Jeb Bush “is expected to be a formidable contender for the GOP nomination. But there are signs that his biography will lead to struggles in the primary’s early stages. There are signs that a worst-case, crash-and-burn scenario for Bush is more realistic than even his skeptics recognize,” National Journal reports.

Jonathan Bernstein: “If party actors remain split or uncommitted and prefer to wait for tests of electoral strength, it’s easy to imagine Bush finishing fifth or lower in Iowa, failing to rally in New Hampshire, and then finding himself almost a non-factor in South Carolina. One thing’s for sure: Waiting for the Florida primary to come around isn’t going to be a successful nomination strategy.”

What Is Harry Reid’s Legacy?

Senate Minority Leader Harry Reid (D-NV) told Nevada Public Radio he “wants to be remembered as a kid who grew up in Searchlight and then fought hard for all the little kids growing up in the same hard scrabble way he did.”

Said Reid: “I want to go out at the top of my game.”

Politico: “How a gruff, pro-gun, anti-abortion Mormon westerner with few social skills and little national name ID became one of the longest-serving Democratic leaders in Senate history is something few who don’t know Reid can fathom. He is dogged, smarter than you think — or he looks — and will outplan and outhustle just about anyone — the ultimate grinder.”

Las Vegas Sun: “These final two years in the Senate are critical for Reid to ensure that’s what happens. Without a grueling 20-month campaign, Reid has a chance to cement his legacy in the state in everything from transportation to wind farms.”

Democrats Avoid a Messy Leadership Battle in Senate

“In his eight years as the Senate’s Democratic leader, Harry M. Reid earned a reputation for legislative sorcery epitomized by the way in which he muscled President Obama’s health-care reform bill through the Senate. And so, it may be fitting that the Nevadan’s retirement announcement came Friday accompanied by an almost magical development: a quiet and bloodless succession,” the Washington Post reports.
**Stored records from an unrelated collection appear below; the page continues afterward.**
use std::collections::BTreeMap;

use homequote_core::audit::{AuditCategory, AuditEvent, AuditOutcome};
use homequote_core::domain::proposal::ProposalId;

use super::{column, json_column, timestamp_column, to_json, AuditEventRepository, RepositoryError};
use crate::DbPool;

pub struct SqlAuditEventRepository {
    pool: DbPool,
}

impl SqlAuditEventRepository {
    pub fn new(pool: DbPool) -> Self {
        Self { pool }
    }
}

fn parse_category(raw: &str) -> AuditCategory {
    match raw {
        "proposal" => AuditCategory::Proposal,
        "pricing" => AuditCategory::Pricing,
        "approval" => AuditCategory::Approval,
        "catalog" => AuditCategory::Catalog,
        "identity" => AuditCategory::Identity,
        _ => AuditCategory::System,
    }
}

fn parse_outcome(raw: &str) -> AuditOutcome {
    match raw {
        "rejected" => AuditOutcome::Rejected,
        "failed" => AuditOutcome::Failed,
        _ => AuditOutcome::Success,
    }
}

fn row_to_event(row: &sqlx::sqlite::SqliteRow) -> Result<AuditEvent, RepositoryError> {
    let proposal_id: Option<String> = column(row, "proposal_id")?;
    let category: String = column(row, "event_category")?;
    let outcome: String = column(row, "outcome")?;
    let metadata: BTreeMap<String, String> = json_column(row, "payload_json")?;

    Ok(AuditEvent {
        event_id: column(row, "id")?,
        proposal_id: proposal_id.map(ProposalId),
        correlation_id: column(row, "correlation_id")?,
        event_type: column(row, "event_type")?,
        category: parse_category(&category),
        actor: column(row, "actor")?,
        outcome: parse_outcome(&outcome),
        metadata,
        occurred_at: timestamp_column(row, "timestamp")?,
    })
}

#[async_trait::async_trait]
impl AuditEventRepository for SqlAuditEventRepository {
    async fn append(&self, event: AuditEvent) -> Result<(), RepositoryError> {
        sqlx::query(
            "INSERT INTO audit_event (id, timestamp, actor, proposal_id, correlation_id, event_type,
                                      event_category, outcome, payload_json)
             VALUES (?, ?, ?, ?, ?, ?, ?, ?, ?)",
        )
        .bind(&event.event_id)
        .bind(event.occurred_at.to_rfc3339())
        .bind(&event.actor)
        .bind(event.proposal_id.as_ref().map(|id| id.0.clone()))
        .bind(&event.correlation_id)
        .bind(&event.event_type)
        .bind(event.category.as_str())
        .bind(event.outcome.as_str())
        .bind(to_json(&event.metadata)?)
        .execute(&self.pool)
        .await?;

        Ok(())
    }

    async fn list_for_proposal(
        &self,
        proposal_id: &ProposalId,
    ) -> Result<Vec<AuditEvent>, RepositoryError> {
        let rows = sqlx::query(
            "SELECT id, timestamp, actor, proposal_id, correlation_id, event_type, event_category,
                    outcome, payload_json
             FROM audit_event WHERE proposal_id = ? ORDER BY timestamp ASC",
        )
        .bind(&proposal_id.0)
        .fetch_all(&self.pool)
        .await?;

        rows.iter().map(row_to_event).collect::<Result<Vec<_>, _>>()
    }
}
“Reid’s endorsement of Sen. Charles Schumer (D-NY), makes Schumer the favorite to assume the Democratic leader’s chair in 2017, forestalling a messy intracaucus battle that would have played out over the next two years.”

Politico: Inside Schumer’s 24 hour campaign for leader

No Clinton Emails Left on Server

“An examination of the server that housed the personal email account that Hillary Clinton used exclusively when she was secretary of state showed that there are no copies of any emails she sent during her time in office, her lawyer told a congressional committee on Friday,” the New York Times reports.
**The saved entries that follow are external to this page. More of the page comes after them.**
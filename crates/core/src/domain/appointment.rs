use chrono::{DateTime, Utc};
use serde::{Deserialize, Serialize};
use uuid::Uuid;

use crate::domain::customer::CustomerId;
use crate::domain::user::UserId;
use crate::errors::DomainError;

#[derive(Clone, Debug, PartialEq, Eq, Hash, Serialize, Deserialize)]
pub struct AppointmentId(pub String);

impl AppointmentId {
    pub fn generate() -> Self {
        Self(format!("AP-{}", Uuid::new_v4().simple()))
    }
}

#[derive(Clone, Debug, PartialEq, Eq, Serialize, Deserialize)]
pub struct Appointment {
    pub id: AppointmentId,
    pub customer_id: CustomerId,
    pub user_id: UserId,
    pub title: String,
    pub starts_at: DateTime<Utc>,
    pub ends_at: DateTime<Utc>,
    pub notes: Option<String>,
    pub created_at: DateTime<Utc>,
}

impl Appointment {
    pub fn validate(&self) -> Result<(), DomainError> {
        if self.title.trim().is_empty() {
            return Err(DomainError::Validation("appointment title is required".to_string()));
        }
        if self.ends_at <= self.starts_at {
            return Err(DomainError::Validation(
                "appointment must end after it starts".to_string(),
            ));
        }
        Ok(())
    }

    /// Half-open interval overlap; back-to-back slots do not collide.
    pub fn overlaps(&self, other: &Appointment) -> bool {
        self.user_id == other.user_id
            && self.starts_at < other.ends_at
            && other.starts_at < self.ends_at
    }
}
“After her representatives determined which emails were government-related and which were private, a setting on the account was changed to retain only emails sent in the previous 60 days, her lawyer, David Kendall, said. He said the setting was altered after she gave the records to the government.”

Reid’s Retirement Shakes Up Senate Battle

Senate Minority Leader Harry Reid’s (D-NV) retirement “is triggering a free-for-all for his seat — with big implications for control of the Senate in 2016,” The Hill reports.
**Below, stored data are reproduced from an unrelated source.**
use std::time::Duration;

use homequote_core::config::DatabaseConfig;
use sqlx::sqlite::SqlitePoolOptions;

pub type DbPool = sqlx::SqlitePool;

pub async fn connect(database_url: &str) -> Result<DbPool, sqlx::Error> {
    connect_with_settings(database_url, 5, 30).await
}

pub async fn connect_with_config(config: &DatabaseConfig) -> Result<DbPool, sqlx::Error> {
    connect_with_settings(&config.url, config.max_connections, config.timeout_secs).await
}

/// Every connection enforces foreign keys and waits on a locked database
/// instead of failing immediately.
pub async fn connect_with_settings(
    database_url: &str,
    max_connections: u32,
    timeout_secs: u64,
) -> Result<DbPool, sqlx::Error> {
    SqlitePoolOptions::new()
        .max_connections(max_connections.max(1))
        .acquire_timeout(Duration::from_secs(timeout_secs.max(1)))
        .after_connect(|conn, _meta| {
            Box::pin(async move {
                sqlx::query("PRAGMA foreign_keys = ON").execute(&mut *conn).await?;
                sqlx::query("PRAGMA journal_mode = WAL").execute(&mut *conn).await?;
                sqlx::query("PRAGMA busy_timeout = 5000").execute(&mut *conn).await?;
                Ok(())
            })
        })
        .connect(database_url)
        .await
}

#[cfg(test)]
mod tests {
    use homequote_core::config::DatabaseConfig;

    use super::connect_with_config;

    #[tokio::test]
    async fn config_pool_enables_foreign_keys() {
        let pool = connect_with_config(&DatabaseConfig {
            url: "sqlite::memory:".to_string(),
            max_connections: 1,
            timeout_secs: 5,
        })
        .await
        .expect("connect");

        let enabled: i64 =
            sqlx::query_scalar("PRAGMA foreign_keys").fetch_one(&pool).await.expect("pragma");
        assert_eq!(enabled, 1);
    }
}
“Senate Republicans see Nevada as their best chance at a pickup this election cycle, and whether Democrats can hold Reid’s seat in the swing state will go a long way in determining which party controls the Senate after next cycle.”

The Las Vegas Sun notes Reid “came right out with a favorite: Catherine Cortez Masto, former Nevada attorney general and executive vice chancellor of the Nevada System of Higher Education.”

The GOP’s Big Obamacare Problem

NBC News: “With the Obama administration announcing this month that some 16 million people have obtained health insurance since the passage of the Affordable Care Act, the Republicans’ intense focus on completely repealing the law is increasingly looking unrealistic.”

“Republicans blasted Obama for disrupting the health insurance of Americans to enact his policy vision, as the early days after the law’s enactment including thousands of Americans having their existing insurance plans canceled. Now, with Obamacare more entrenched, Republicans would face the political backlash from a huge overhaul if they went through with their plans to repeal and replace the ACA.”

Reid Will Not Run for Re-Election

“In a surprise announcement this morning, Sen. Harry Reid (D-NV) said he won’t be running for what would be his sixth term in the United States Senate,” the Las Vegas Sun reports.

“In a video to supporters, the Nevada Democrat and Senate minority leader listed several reasons for his decision to end his three-decade career in Congress.”

First Read: “And this has two immediate consequences: One, it most likely hands the Democratic reins over to heir-apparent Chuck Schumer. And two, it creates what could be one of the most competitive Senate contests in the country. Given that it’s a presidential year, that probably helps the Democrats, slightly.”

Walker Softens Immigration Stance

“Likely GOP presidential candidate Scott Walker told a private gathering of New Hampshire business leaders earlier this month that he supports providing some illegal immigrants with a pathway to citizenship,” the Washington Post reports.

“The position would mark a significant shift from away from the hardline ‘no amnesty’ stance Walker has taken in public in recent weeks. The Wisconsin governor also told the small group that illegal immigrants seeking citizenship should not receive preferential treatment over applicants who are already in line, according to the person, who was not authorized to speak about it publicly.”